I’m currently developing a package to provide CUDA.jl support for solving hyperbolic PDEs on GPUs. I recently completed some coarse timing tests on the core acceleration parts of the solvers using a script similar to this example.jl. I found that during the first run, the GPU code generally runs faster than the CPU code.
For example, see the timings for completing the same tasks on GPU and CPU below
[ Info: Time for prolong2mortars! on GPU
0.007657 seconds (3.26 k CPU allocations: 228.750 KiB)
[ Info: Time for prolong2mortars! on CPU
5.049841 seconds (10.14 M allocations: 599.057 MiB, 2.38% gc time, 100.00% compilation time)
[ Info: Time for mortar_flux! on GPU
0.004028 seconds (1.47 k CPU allocations: 103.203 KiB)
[ Info: Time for mortar_flux! on CPU
22.798600 seconds (15.53 M allocations: 725.548 MiB, 1.44% gc time, 100.00% compilation time)
Since the first run mostly consists of compilation time, I’m curious: Is the Julia GPU compiler specifically optimized to compile faster than the Julia compiler? Or is it just accidental that GPU code compiles faster than CPU code?
I checked Tim’s paper (essentially the prototype and early version of the current CUDA.jl), but it seems to focus more on how the Julia GPU compiler is designed for better development and optimization for runtime performance. It compares Julia GPU compiler with nvcc
, not the Julia compiler - would it be meaningful to compare them? (I’m not sure about it).
For the second run, I found that the GPU code has more CPU allocations than the CPU code. For example, see
[ Info: Time for surface_integral! on GPU
0.001121 seconds (35 CPU allocations: 2.031 KiB) (1 GPU allocation: 8 bytes, 1.36% memmgmt time)
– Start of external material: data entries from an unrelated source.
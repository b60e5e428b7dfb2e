use sea_orm_migration::prelude::*;

use crate::m20260301_000001_users::User;

#[derive(DeriveMigrationName)]
pub struct Migration;

#[async_trait::async_trait]
impl MigrationTrait for Migration {
    async fn up(&self, manager: &SchemaManager) -> Result<(), DbErr> {
        // 创建 terminal_sessions 表
        manager
            .create_table(
                Table::create()
                    .table(TerminalSession::Table)
                    .if_not_exists()
                    .col(
                        ColumnDef::new(TerminalSession::SessionId)
                            .string()
                            .not_null()
                            .primary_key(),
                    )
                    .col(
                        ColumnDef::new(TerminalSession::OwnerId)
                            .big_integer()
                            .not_null(),
                    )
                    .col(ColumnDef::new(TerminalSession::Name).string_len(100).null())
                    .col(
                        ColumnDef::new(TerminalSession::State)
                            .string_len(16)
                            .not_null()
                            .default("open"),
                    )
                    .col(
                        ColumnDef::new(TerminalSession::CreatedAt)
                            .timestamp_with_time_zone()
                            .not_null(),
                    )
                    .col(
                        ColumnDef::new(TerminalSession::ClosedAt)
                            .timestamp_with_time_zone()
                            .null(),
                    )
                    .foreign_key(
                        ForeignKey::create()
                            .name("fk_terminal_sessions_owner")
                            .from(TerminalSession::Table, TerminalSession::OwnerId)
                            .to(User::Table, User::Id)
                            .on_delete(ForeignKeyAction::Restrict),
                    )
                    .to_owned(),
            )
            .await?;

        manager
            .create_index(
                Index::create()
                    .if_not_exists()
                    .name("idx_terminal_sessions_owner")
                    .table(TerminalSession::Table)
                    .col(TerminalSession::OwnerId)
                    .to_owned(),
            )
            .await?;

        // 创建 terminal_commands 表（随会话级联删除）
        manager
            .create_table(
                Table::create()
                    .table(TerminalCommand::Table)
                    .if_not_exists()
                    .col(
                        ColumnDef::new(TerminalCommand::Id)
                            .big_integer()
                            .not_null()
                            .auto_increment()
                            .primary_key(),
                    )
                    .col(
                        ColumnDef::new(TerminalCommand::SessionId)
                            .string()
                            .not_null(),
                    )
                    .col(
                        ColumnDef::new(TerminalCommand::OwnerId)
                            .big_integer()
                            .not_null(),
                    )
                    .col(ColumnDef::new(TerminalCommand::Command).text().not_null())
                    .col(ColumnDef::new(TerminalCommand::Result).text().not_null())
                    .col(
                        ColumnDef::new(TerminalCommand::ExecutedAt)
                            .timestamp_with_time_zone()
                            .not_null(),
                    )
                    .foreign_key(
                        ForeignKey::create()
                            .name("fk_terminal_commands_session")
                            .from(TerminalCommand::Table, TerminalCommand::SessionId)
                            .to(TerminalSession::Table, TerminalSession::SessionId)
                            .on_delete(ForeignKeyAction::Cascade),
                    )
                    .to_owned(),
            )
            .await?;

        manager
            .create_index(
                Index::create()
                    .if_not_exists()
                    .name("idx_terminal_commands_session")
                    .table(TerminalCommand::Table)
                    .col(TerminalCommand::SessionId)
                    .to_owned(),
            )
            .await?;

        Ok(())
    }

    async fn down(&self, manager: &SchemaManager) -> Result<(), DbErr> {
        manager
            .drop_index(
                Index::drop()
                    .name("idx_terminal_commands_session")
                    .to_owned(),
            )
            .await?;

        manager
            .drop_table(Table::drop().table(TerminalCommand::Table).to_owned())
            .await?;

        manager
            .drop_index(Index::drop().name("idx_terminal_sessions_owner").to_owned())
            .await?;

        manager
            .drop_table(Table::drop().table(TerminalSession::Table).to_owned())
            .await
    }
}

#[derive(DeriveIden)]
enum TerminalSession {
    #[sea_orm(iden = "terminal_sessions")]
    Table,
    SessionId,
    OwnerId,
    Name,
    State,
    CreatedAt,
    ClosedAt,
}

#[derive(DeriveIden)]
enum TerminalCommand {
    #[sea_orm(iden = "terminal_commands")]
    Table,
    Id,
    SessionId,
    OwnerId,
    Command,
    Result,
    ExecutedAt,
}
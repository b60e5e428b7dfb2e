//! Command-line interface definitions using clap

use clap::{Parser, Subcommand};

use crate::config::DEFAULT_CONFIG_PATH;

/// toolbelt - short links, pastes and terminal sessions over HTTP
#[derive(Parser, Debug)]
#[command(name = "toolbelt")]
#[command(version)]
#[command(about = "Short links, pastes and terminal sessions over HTTP", long_about = None)]
pub struct Cli {
    /// Path to the TOML configuration file
    #[arg(long, short = 'c', global = true, default_value = DEFAULT_CONFIG_PATH)]
    pub config: String,

    #[command(subcommand)]
    pub command: Option<Commands>,
}

/// Available commands
#[derive(Subcommand, Debug, PartialEq)]
pub enum Commands {
    /// Start the HTTP server (default)
    Serve,

    /// Print a sample configuration file
    GenConfig {
        /// Write to this file instead of stdout
        #[arg(long, short = 'o')]
        output: Option<String>,
    },
}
[ Info: Time for surface_integral! on CPU
0.000054 seconds (1 allocation: 144 bytes)
[ Info: Time for jacobian! on GPU
0.001140 seconds (25 CPU allocations: 1.406 KiB)
[ Info: Time for jacobian! on CPU
0.000018 seconds
It is similar to what others have observed here GPU code has a high amount of CPU allocations?. I tried profiling kernels using Nsight Compute and found that one issue might be that the launch size is a little small to fully utilize the SMs (this relates to the PDE problem settings, so I will resolve it myself). But beyond this, I am somewhat concerned about the large CPU allocations in the GPU code.
I suspect there might be some type instability issues within CUDA.jl, but I am not sure if solving these would significantly improve performance. Has anyone already worked on identifying type instabilities in CUDA.jl? If it’s considered worthwhile, I’d be happy to help.
One more question: It seems that the original CUDAnative.jl has been split into CUDA.jl and GPUCompiler.jl, and CUDAdrv.jl has also been merged into CUDA.jl. Why is that?
I would appreciate it if anyone could answer any of my questions. Thanks!